Delivering account-winning customer service is further complicated because many commercial customers are demanding billing via electronic data interchange (EDI). They want to receive the benefits of electronic commerce (e-commerce) such as streamlined auditing and processing as well as errors.
EDI Consolidated Invoice Previously, there was no EDI document sophisticated enough to handle the complex requirements of these commercial accounts. The existing EDI invoice document could not handle the multiple line items and breakdown requirements for customers in the wireless industry. Service providers were focusing on marketing initiatives, network build-out and fraud prevention instead of developing a robust EDI invoice to meet user requirements.
But now carriers are starting to address the commercial billing issue by using the consolidated service invoice (the 811 EDI document). With EDI billing, an invoice is sent in a standardized, machine-readable format directly to the customer's computer. The EDI document also can be sent via a commercial e-commerce value-added network service provider (VAN or VASP). When a VAN or VASP is used as an intermediary, the invoice is placed in an electronic mailbox and stored until the customer retrieves it electronically. Once received in the customer's computer, assuming the proper systems are in place, the invoice can be audited, verified and broken down automatically by internal cost centers at the department, division or group level.
In an integrated EDI program, the required invoice-management processes are performed instantaneously. Manual handling is necessary only for non-compliant exceptions, which are referred out of the system automatically and passed to the appropriate individual electronically. All of this means time and cost savings for the customer. Because EDI is a non-labor-intensive process, businesses can re-assign staff to more challenging and productive work.
The EDI consolidated service invoice is especially valuable in complex billing situations because some customers want their wireless bills broken down by department, phone number or call detail. Currently, government agencies are taking advantage of the consolidated service invoice. Four years ago, federal government procurement rules mandated that Federal Telecommunications Services use EDI service orders and EDI billing for telephone service. Now, the government requires EDI for wireless invoices as well.
Many other large organizations have implemented this document with their service providers. For example, some major wireless carriers in the Northwest are sending this invoice to their top commercial accounts. One reason that carriers are choosing this option is because the EDI invoice transaction can protect your bottom line. Recently, a major landline telephone company implemented this document with more than 100 large- and medium-size customers. The carrier estimates that the consolidated service invoice document saves it $14 million per year because of improved productivity, elimination of paper handling and elimination of payment lags. Such savings are equally available to wireless carriers.
The electronic consolidated service invoice also strengthens trading relations, enhances customer-service levels and can improve your position in this highly competitive industry.
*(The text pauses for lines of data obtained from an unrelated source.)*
//! Request-time token broker.
//!
//! [`TokenBroker::handle`] drives one request through the token acquisition state machine:
//!
//! 1. Look the cache key up and, on a hit, write the cache-hit marker into the context.
//! 2. Select a [`Decision`].
//! 3. Cached token: forward it without contacting the token endpoint.
//! 4. Missing configuration: reject with `500` without contacting the token endpoint.
//! 5. Grant: build the body, resolve the timeout, and POST to the token endpoint. A valid
//!    response is cached and forwarded; anything else is rejected with `401` and the upstream
//!    body.
//!
//! Configuration and transport errors propagate as [`Error`]; every failing branch emits an
//! error trace first. Nothing is retried.

mod outcome;

pub use outcome::*;

// self
use crate::{
	_prelude::*,
	body::RequestBodyBuilder,
	cache::TokenCache,
	config::BrokerConfig,
	context::RequestContext,
	decision::{Decision, GrantKind, TokenSourceSelector},
	error::ConfigError,
	gateway::TerminalResponse,
	http::{self, TokenEndpointClient},
	obs::{self, BrokerSpan, RequestOutcome, TraceSeverity, TraceSink, TracingTraceSink},
	response::{ResponseValidator, TokenEndpointResponse, ValidationOutcome},
	secret::TokenSecret,
	timeout::TimeoutPolicy,
};
#[cfg(feature = "reqwest")] use crate::http::ReqwestHttpClient;

#[cfg(feature = "reqwest")]
/// Broker specialized for the crate's default reqwest transport.
pub type ReqwestBroker = TokenBroker<ReqwestHttpClient>;

const MISSING_CONFIGURATION_TRACE: &str = "Missing variables in policy";
const INTERNAL_ERROR_STATUS: u16 = 500;
const INTERNAL_ERROR_REASON: &str = "Internal Server error";
const INTERNAL_ERROR_BODY: &str = "Internal Server error, please contact your admin";
const UNAUTHORIZED_STATUS: u16 = 401;
const UNAUTHORIZED_REASON: &str = "Unauthorized";
const DECISION_PENDING: &str = "pending";

/// Orchestrates cache lookup, grant selection, token endpoint dispatch, and caching.
///
/// The broker is shared across concurrent requests; each call to [`TokenBroker::handle`] owns
/// its [`RequestContext`] and issues at most one cache read and one cache write.
pub struct TokenBroker<C>
where
	C: ?Sized + TokenEndpointClient,
{
	/// HTTP client used for token endpoint dispatch.
	pub http_client: Arc<C>,
	/// Cache holding the most recently issued token.
	pub cache: Arc<dyn TokenCache>,
	/// Sink receiving diagnostic traces.
	pub trace_sink: Arc<dyn TraceSink>,
	config: BrokerConfig,
	selector: TokenSourceSelector,
	body_builder: RequestBodyBuilder,
	timeout_policy: TimeoutPolicy,
	validator: ResponseValidator,
}
impl<C> TokenBroker<C>
where
	C: ?Sized + TokenEndpointClient,
{
	/// Creates a broker that reuses the caller-provided transport.
	///
	/// Traces go to [`TracingTraceSink`] until [`TokenBroker::with_trace_sink`] replaces it.
	pub fn with_http_client(
		cache: Arc<dyn TokenCache>,
		config: BrokerConfig,
		http_client: impl Into<Arc<C>>,
	) -> Result<Self> {
		config.validate().map_err(ConfigError::from)?;

		let selector = TokenSourceSelector::new(config.variables.clone());
		let body_builder =
			RequestBodyBuilder::new(config.variables.clone()).with_encoding(config.body_encoding);
		let timeout_policy = config.timeout_policy();

		Ok(Self {
			http_client: http_client.into(),
			cache,
			trace_sink: Arc::new(TracingTraceSink),
			config,
			selector,
			body_builder,
			timeout_policy,
			validator: ResponseValidator,
		})
	}

	/// Replaces the trace sink.
	pub fn with_trace_sink(mut self, sink: Arc<dyn TraceSink>) -> Self {
		self.trace_sink = sink;

		self
	}

	/// Returns the validated configuration.
	pub fn config(&self) -> &BrokerConfig {
		&self.config
	}

	/// Returns the selector used by [`TokenBroker::handle`].
	pub fn selector(&self) -> &TokenSourceSelector {
		&self.selector
	}

	/// Resolves the token source for the request and produces its terminal outcome.
	pub async fn handle(&self, ctx: &mut RequestContext) -> Result<BrokerOutcome> {
		let span = BrokerSpan::new();

		span.instrument(async {
			if let Err(e) = self.lookup_cached_token(ctx).await {
				return Err(self.fail(DECISION_PENDING, e));
			}

			let decision = self.selector.select(ctx);

			span.record_decision(decision.as_str());
			obs::record_request_outcome(decision.as_str(), RequestOutcome::Attempt);

			match self.resolve(decision, ctx).await {
				Ok(outcome) => {
					obs::record_request_outcome(decision.as_str(), outcome.request_outcome());

					Ok(outcome)
				},
				Err(e) => Err(self.fail(decision.as_str(), e)),
			}
		})
		.await
	}

	async fn lookup_cached_token(&self, ctx: &mut RequestContext) -> Result<()> {
		if let Some(token) =
			<dyn TokenCache>::get(self.cache.as_ref(), &self.config.cache_key).await?
		{
			ctx.set(self.config.variables.cached_token.clone(), token.expose());
		}

		Ok(())
	}

	async fn resolve(&self, decision: Decision, ctx: &mut RequestContext) -> Result<BrokerOutcome> {
		match decision.grant() {
			Some(grant) => self.request_token(grant, ctx).await,
			None if decision == Decision::UseCachedToken => self.forward_cached_token(ctx),
			None => Ok(self.reject_missing_configuration()),
		}
	}

	fn forward_cached_token(&self, ctx: &RequestContext) -> Result<BrokerOutcome> {
		let token = ctx.require_text(&self.config.variables.cached_token)?;

		Ok(BrokerOutcome::Authorized(Authorization {
			token: TokenSecret::new(token),
			origin: TokenOrigin::Cache,
		}))
	}

	fn reject_missing_configuration(&self) -> BrokerOutcome {
		self.trace_sink.emit_trace(TraceSeverity::Error, MISSING_CONFIGURATION_TRACE);

		BrokerOutcome::Rejected(TerminalResponse::new(
			INTERNAL_ERROR_STATUS,
			INTERNAL_ERROR_REASON,
			INTERNAL_ERROR_BODY,
		))
	}

	async fn request_token(
		&self,
		grant: GrantKind,
		ctx: &mut RequestContext,
	) -> Result<BrokerOutcome> {
		let names = &self.config.variables;
		let body = self.body_builder.render(grant, ctx)?;

		ctx.set(names.request_body.clone(), body.clone());

		let timeout = self.timeout_policy.resolve_duration(ctx)?;
		let endpoint = self.token_endpoint(ctx)?;
		let request = http::token_request(&endpoint, body)?;
		let response = TokenEndpointResponse::from(
			<C as TokenEndpointClient>::dispatch(self.http_client.as_ref(), request, timeout)
				.await?,
		);

		ctx.set(names.access_token_response.clone(), response.clone());

		match self.validator.validate(&response) {
			ValidationOutcome::Success { access_token, body } => {
				ctx.set(names.access_token_response_body.clone(), serde_json::Value::Object(body));
				ctx.set(names.bearer_token.clone(), access_token.expose());

				<dyn TokenCache>::put(
					self.cache.as_ref(),
					&self.config.cache_key,
					access_token.clone(),
					self.config.cache_ttl(),
				)
				.await?;

				Ok(BrokerOutcome::Authorized(Authorization {
					token: access_token,
					origin: TokenOrigin::TokenEndpoint(grant),
				}))
			},
			ValidationOutcome::Failure { status, body, reason } => {
				self.trace_sink.emit_trace(
					TraceSeverity::Error,
					&format!(
						"Token endpoint rejected the {grant} grant with status {status}: {reason}."
					),
				);

				Ok(BrokerOutcome::Rejected(TerminalResponse::new(
					UNAUTHORIZED_STATUS,
					UNAUTHORIZED_REASON,
					body,
				)))
			},
		}
	}

	fn token_endpoint(&self, ctx: &RequestContext) -> Result<Url, ConfigError> {
		let raw = ctx.require_text(&self.config.variables.token_endpoint)?;
		let url = Url::parse(raw).map_err(|e| ConfigError::InvalidTokenEndpoint {
			url: raw.to_owned(),
			source: Some(e),
		})?;

		match url.scheme() {
			"https" => Ok(url),
			"http" if self.config.require_https =>
				Err(ConfigError::InsecureTokenEndpoint { url: url.to_string() }),
			"http" => Ok(url),
			_ => Err(ConfigError::InvalidTokenEndpoint { url: raw.to_owned(), source: None }),
		}
	}

	fn fail(&self, decision: &'static str, e: Error) -> Error {
		self.trace_sink.emit_trace(TraceSeverity::Error, &format!("Token acquisition failed: {e}"));
		obs::record_request_outcome(decision, RequestOutcome::Failure);

		e
	}
}
#[cfg(feature = "reqwest")]
impl TokenBroker<ReqwestHttpClient> {
	/// Creates a broker backed by a redirect-free reqwest client.
	pub fn new(cache: Arc<dyn TokenCache>, config: BrokerConfig) -> Result<Self> {
		Self::with_http_client(cache, config, ReqwestHttpClient::new()?)
	}
}
impl<C> Clone for TokenBroker<C>
where
	C: ?Sized + TokenEndpointClient,
{
	fn clone(&self) -> Self {
		Self {
			http_client: self.http_client.clone(),
			cache: self.cache.clone(),
			trace_sink: self.trace_sink.clone(),
			config: self.config.clone(),
			selector: self.selector.clone(),
			body_builder: self.body_builder.clone(),
			timeout_policy: self.timeout_policy.clone(),
			validator: self.validator,
		}
	}
}
impl<C> Debug for TokenBroker<C>
where
	C: ?Sized + TokenEndpointClient,
{
	fn fmt(&self, f: &mut Formatter) -> FmtResult {
		f.debug_struct("TokenBroker").field("config", &self.config).finish()
	}
}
Financial E-Commerce To reap additional benefits from e-commerce, wireless carriers can implement financial e-commerce with the consolidated service billing. Although the customer derives the greatest rewards from its implementation, closing the loop electronically with financial e-commerce delivers substantial advantages to the carrier.
Financial e-commerce involves using the EDI electronic payment order/remittance advice and electronic funds transfer (EFT), or the automatic transferal of money from one bank account to another. With EFT, no paper documents are issued, so there are no checks to be lost, forged or stolen. In addition, users don't have to worry about forgetting to send payments or finding time to make bank deposits.
There are many possible configurations for financial e-commerce in the wireless industry. Customers can send EDI payment orders to their banks electronically. The customer's computer system can be configured so that once the consolidated service invoice has been audited and verified, the payment order can be generated automatically, without human intervention. The transmission can be sent directly or through a VAN or VASP.
When the bank receives the payment order, it transfers the specified funds to your bank. ETF uses the banking industry's Automated Clearinghouse, and the information surrounding the funds transfer is sent in standardized electronic formats. Once the funds have arrived in your account, you are alerted electronically with another payment order, used as a remittance advice.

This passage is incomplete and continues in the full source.